PROVIDED INFORMATION: Begin
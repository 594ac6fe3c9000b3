//! Spell lookup and formatting.

use std::cmp::Ordering;
use std::sync::Arc;

use tracing::{debug, warn};

use crate::common::error::SpellStoreError;
use crate::spells::store::{SpellRecord, SpellStore};

/// Result of resolving one spell reference.
#[derive(Debug)]
pub enum SpellOutcome {
    Found(SpellRecord),
    /// No spell name matched, or the matched spell has no full record.
    NotFound,
    /// The store could not be queried.
    StoreUnavailable(SpellStoreError),
}

impl SpellOutcome {
    /// Chat text for this outcome. Empty unless a spell was found.
    pub fn to_reply(&self) -> String {
        match self {
            SpellOutcome::Found(spell) => format_spell(spell),
            SpellOutcome::NotFound | SpellOutcome::StoreUnavailable(_) => String::new(),
        }
    }
}

/// Pick the closest spell name for `query`.
///
/// A case-insensitive exact match wins outright. Otherwise the name that
/// compares greatest against the query is kept, the earliest one on ties.
pub fn closest_spell_name<'a>(names: &'a [String], query: &str) -> Option<&'a str> {
    let query = query.to_lowercase();
    let mut best: Option<(&str, Ordering)> = None;

    for name in names {
        let closeness = name.to_lowercase().as_str().cmp(query.as_str());
        if closeness == Ordering::Equal {
            return Some(name.as_str());
        }
        if best.map_or(true, |(_, incumbent)| closeness > incumbent) {
            best = Some((name.as_str(), closeness));
        }
    }

    best.map(|(name, _)| name)
}

/// Format a spell as a block quote with a bold title and italic subtitle.
pub fn format_spell(spell: &SpellRecord) -> String {
    let mut text = format!(
        "> **{}**\n> _Level {} {} Spell_",
        spell.name, spell.level, spell.school
    );
    for line in spell.description.lines() {
        text.push_str("\n> ");
        text.push_str(line);
    }
    text
}

/// Resolves `<...>` references against the spell store.
pub struct SpellResolver {
    store: Arc<dyn SpellStore>,
}

impl SpellResolver {
    pub fn new(store: Arc<dyn SpellStore>) -> Self {
        Self { store }
    }

    pub async fn resolve(&self, query: &str) -> SpellOutcome {
        let names = match self.store.search_names(query).await {
            Ok(names) => names,
            Err(e) => return SpellOutcome::StoreUnavailable(e),
        };

        let Some(name) = closest_spell_name(&names, query) else {
            debug!("No spell matching '{}'", query);
            return SpellOutcome::NotFound;
        };

        match self.store.fetch_spell(name).await {
            Ok(Some(spell)) => SpellOutcome::Found(spell),
            Ok(None) => {
                warn!("Spell '{}' matched '{}' but has no full record", name, query);
                SpellOutcome::NotFound
            }
            Err(e) => SpellOutcome::StoreUnavailable(e),
        }
    }
}
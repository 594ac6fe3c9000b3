//! Environment variable overrides for configuration.
//!
//! Supports overriding config values with environment variables:
//! - `MTGBOT_DISCORD_TOKEN` - Discord bot token
//! - `MTGBOT_SPELL_DB` - Path to the spell database
//! - `MTGBOT_CUSTOM_PATH` - Path to the custom trigger file
//! - `MTGBOT_CONFIG` - Config file path when none is given on the command line

use std::env;

use crate::config::types::Config;

/// Environment variable prefix for all config overrides.
const ENV_PREFIX: &str = "MTGBOT";

/// Config file used when neither the CLI nor the environment names one.
pub const DEFAULT_CONFIG_PATH: &str = "./config.json";

/// Apply environment variable overrides to a config.
pub fn apply_env_overrides(mut config: Config) -> Config {
    if let Ok(token) = env::var(format!("{}_DISCORD_TOKEN", ENV_PREFIX)) {
        config.discord_token = token;
    }
    if let Ok(path) = env::var(format!("{}_SPELL_DB", ENV_PREFIX)) {
        config.spell_db_path = path;
    }
    if let Ok(path) = env::var(format!("{}_CUSTOM_PATH", ENV_PREFIX)) {
        config.custom_path = Some(path);
    }

    config
}

/// Resolve the config file path.
///
/// The command line argument wins, then `MTGBOT_CONFIG`, then `./config.json`.
pub fn get_config_path(cli_path: Option<String>) -> String {
    cli_path
        .or_else(|| env::var(format!("{}_CONFIG", ENV_PREFIX)).ok())
        .unwrap_or_else(|| DEFAULT_CONFIG_PATH.to_string())
}
//! Card query parsing and API endpoint selection.
//!
//! A query is either `Name` or `Name|Set`, where `Set` is a 2-3 character
//! alphanumeric set code (`7ED`, `M10`) or otherwise a full set name.

use std::sync::LazyLock;

use fancy_regex::Regex;
use url::form_urlencoded;

use crate::config::Config;

static SET_CODE_PATTERN: LazyLock<Regex> =
    LazyLock::new(|| Regex::new(r"^[0-9A-Za-z]{2,3}$").unwrap());

/// Set disambiguation attached to a card query.
#[derive(Debug, Clone, PartialEq, Eq)]
pub enum SetFilter {
    /// Full set name, e.g. "Seventh Edition".
    Name(String),
    /// Short set code, e.g. "7ED".
    Code(String),
}

/// A parsed `[[...]]` card request.
#[derive(Debug, Clone, PartialEq, Eq)]
pub struct CardQuery {
    pub name: String,
    pub set: Option<SetFilter>,
}

impl CardQuery {
    /// Parse a raw query string.
    ///
    /// Only a single `|` separator selects a set; with none or several the
    /// text before the first `|` is searched by name alone.
    pub fn parse(raw: &str) -> Self {
        let parts: Vec<&str> = raw.split('|').collect();
        let name = parts[0].trim().to_string();

        let set = match parts.as_slice() {
            [_, set] => {
                let set = set.trim();
                if is_set_code(set) {
                    Some(SetFilter::Code(set.to_string()))
                } else {
                    Some(SetFilter::Name(set.to_string()))
                }
            }
            _ => None,
        };

        Self { name, set }
    }
}

/// Returns true if `value` looks like a set code rather than a set name.
pub fn is_set_code(value: &str) -> bool {
    SET_CODE_PATTERN.is_match(value).unwrap_or(false)
}

/// URL templates for the three card API lookups.
#[derive(Debug, Clone)]
pub struct CardEndpoints {
    name_only: String,
    name_and_set: String,
    name_and_code: String,
}

impl CardEndpoints {
    pub fn new(
        name_only: impl Into<String>,
        name_and_set: impl Into<String>,
        name_and_code: impl Into<String>,
    ) -> Self {
        Self {
            name_only: name_only.into(),
            name_and_set: name_and_set.into(),
            name_and_code: name_and_code.into(),
        }
    }

    pub fn from_config(config: &Config) -> Self {
        Self::new(
            config.mtg_api_name_only.clone(),
            config.mtg_api_name_set.clone(),
            config.mtg_api_name_code.clone(),
        )
    }

    /// Build the lookup URL for a query.
    ///
    /// The card name and set name are form-encoded; set codes are passed
    /// through since they are already URL-safe.
    pub fn url_for(&self, query: &CardQuery) -> String {
        let name = query_escape(&query.name);
        match &query.set {
            None => fill_template(&self.name_only, &[&name]),
            Some(SetFilter::Name(set_name)) => {
                fill_template(&self.name_and_set, &[&name, &query_escape(set_name)])
            }
            Some(SetFilter::Code(code)) => fill_template(&self.name_and_code, &[&name, code]),
        }
    }
}

/// Form-encode a query component (spaces become `+`).
fn query_escape(value: &str) -> String {
    form_urlencoded::byte_serialize(value.as_bytes()).collect()
}

/// Substitute `%s` slots left to right. Extra slots are left untouched.
fn fill_template(template: &str, args: &[&str]) -> String {
    let mut result = String::with_capacity(template.len() + 32);
    let mut rest = template;
    let mut args = args.iter();

    while let Some(index) = rest.find("%s") {
        let Some(arg) = args.next() else {
            break;
        };
        result.push_str(&rest[..index]);
        result.push_str(arg);
        rest = &rest[index + 2..];
    }
    result.push_str(rest);

    result
}
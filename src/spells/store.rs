//! SQLite-backed spell storage.
//!
//! The database holds two tables keyed by spell name:
//! - `Spells_Main (Name, Level, School)`
//! - `Spells_Desc (Name, Description)`

use async_trait::async_trait;
use sqlx::sqlite::{SqliteConnectOptions, SqlitePoolOptions};
use sqlx::SqlitePool;

use crate::common::error::SpellStoreError;

/// A spell with its description.
#[derive(Debug, Clone, PartialEq, Eq)]
pub struct SpellRecord {
    pub name: String,
    pub level: String,
    pub school: String,
    pub description: String,
}

/// Read-only spell lookups.
#[async_trait]
pub trait SpellStore: Send + Sync {
    /// Names of all spells containing `fragment`, in table order.
    async fn search_names(&self, fragment: &str) -> Result<Vec<String>, SpellStoreError>;

    /// Point lookup of one spell by exact name.
    async fn fetch_spell(&self, name: &str) -> Result<Option<SpellRecord>, SpellStoreError>;
}

/// SQLite implementation of [`SpellStore`].
#[derive(Debug, Clone)]
pub struct SqliteSpellStore {
    pool: SqlitePool,
}

impl SqliteSpellStore {
    /// Open the database read-only.
    ///
    /// The connection is made on first use, so a missing file shows up as
    /// [`SpellStoreError::Unavailable`] on lookup rather than at startup.
    pub fn open(db_path: &str) -> Self {
        let options = SqliteConnectOptions::new()
            .filename(db_path)
            .read_only(true);
        let pool = SqlitePoolOptions::new()
            .max_connections(1)
            .connect_lazy_with(options);
        Self { pool }
    }

    #[cfg(test)]
    pub fn from_pool(pool: SqlitePool) -> Self {
        Self { pool }
    }
}

#[async_trait]
impl SpellStore for SqliteSpellStore {
    async fn search_names(&self, fragment: &str) -> Result<Vec<String>, SpellStoreError> {
        let mut conn = self.pool.acquire().await.map_err(SpellStoreError::Unavailable)?;
        let rows: Vec<(String,)> =
            sqlx::query_as("SELECT Name FROM Spells_Desc WHERE instr(lower(Name), lower(?)) > 0")
                .bind(fragment)
                .fetch_all(&mut *conn)
                .await
                .map_err(SpellStoreError::Query)?;

        Ok(rows.into_iter().map(|(name,)| name).collect())
    }

    async fn fetch_spell(&self, name: &str) -> Result<Option<SpellRecord>, SpellStoreError> {
        let mut conn = self.pool.acquire().await.map_err(SpellStoreError::Unavailable)?;
        let row: Option<(String, Option<String>, Option<String>, Option<String>)> = sqlx::query_as(
            r#"
            SELECT m.Name, CAST(m.Level AS TEXT), m.School, d.Description
            FROM Spells_Main m
            JOIN Spells_Desc d ON d.Name = m.Name
            WHERE m.Name = ?
            "#,
        )
        .bind(name)
        .fetch_optional(&mut *conn)
        .await
        .map_err(SpellStoreError::Query)?;

        Ok(row.map(|(name, level, school, description)| SpellRecord {
            name,
            level: level.unwrap_or_default(),
            school: school.unwrap_or_default(),
            description: description.unwrap_or_default(),
        }))
    }
}

#[cfg(test)]
pub(crate) mod tests {
    use super::*;

    /// In-memory store seeded with a few spells.
    pub(crate) async fn seeded_store() -> SqliteSpellStore {
        let pool = SqlitePoolOptions::new()
            .max_connections(1)
            .connect("sqlite::memory:")
            .await
            .unwrap();

        sqlx::query("CREATE TABLE Spells_Main (Name TEXT, Level INTEGER, School TEXT)")
            .execute(&pool)
            .await
            .unwrap();
        sqlx::query("CREATE TABLE Spells_Desc (Name TEXT, Description TEXT)")
            .execute(&pool)
            .await
            .unwrap();

        let spells = [
            ("Fireball", 3, "Evocation", "A bright streak flashes from your pointing finger."),
            ("Fire Shield", 4, "Evocation", "Thin and wispy flames wreathe your body."),
            ("Mage Hand", 0, "Conjuration", "A spectral, floating hand appears."),
        ];
        for (name, level, school, description) in spells {
            sqlx::query("INSERT INTO Spells_Main (Name, Level, School) VALUES (?, ?, ?)")
                .bind(name)
                .bind(level)
                .bind(school)
                .execute(&pool)
                .await
                .unwrap();
            sqlx::query("INSERT INTO Spells_Desc (Name, Description) VALUES (?, ?)")
                .bind(name)
                .bind(description)
                .execute(&pool)
                .await
                .unwrap();
        }

        // Description without main metadata.
        sqlx::query("INSERT INTO Spells_Desc (Name, Description) VALUES ('Orphan Spell', 'Lost.')")
            .execute(&pool)
            .await
            .unwrap();

        SqliteSpellStore::from_pool(pool)
    }

    #[tokio::test]
    async fn test_search_names_is_substring_match() {
        let store = seeded_store().await;
        let names = store.search_names("fire").await.unwrap();
        assert_eq!(names, vec!["Fireball".to_string(), "Fire Shield".to_string()]);
    }

    #[tokio::test]
    async fn test_search_names_no_match() {
        let store = seeded_store().await;
        assert!(store.search_names("Wish").await.unwrap().is_empty());
    }

    #[tokio::test]
    async fn test_fetch_spell_exact_name() {
        let store = seeded_store().await;
        let spell = store.fetch_spell("Fireball").await.unwrap().unwrap();
        assert_eq!(spell.level, "3");
        assert_eq!(spell.school, "Evocation");
        assert!(spell.description.starts_with("A bright streak"));
    }

    #[tokio::test]
    async fn test_fetch_spell_is_not_fuzzy() {
        let store = seeded_store().await;
        assert!(store.fetch_spell("Fire").await.unwrap().is_none());
        assert!(store.fetch_spell("Orphan Spell").await.unwrap().is_none());
    }

    #[tokio::test]
    async fn test_missing_database_is_unavailable() {
        let store = SqliteSpellStore::open("/nonexistent/mtgbot/spells.db");
        let result = store.search_names("Fireball").await;
        assert!(matches!(result, Err(SpellStoreError::Unavailable(_))));
    }
}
PROVIDED INFORMATION: End
TASK OBJECTIVE
Every line that holds the string "lookups" must be copied from the records above.

TASK OUTPUT
/// URL templates for the three card API lookups.
/// Read-only spell lookups.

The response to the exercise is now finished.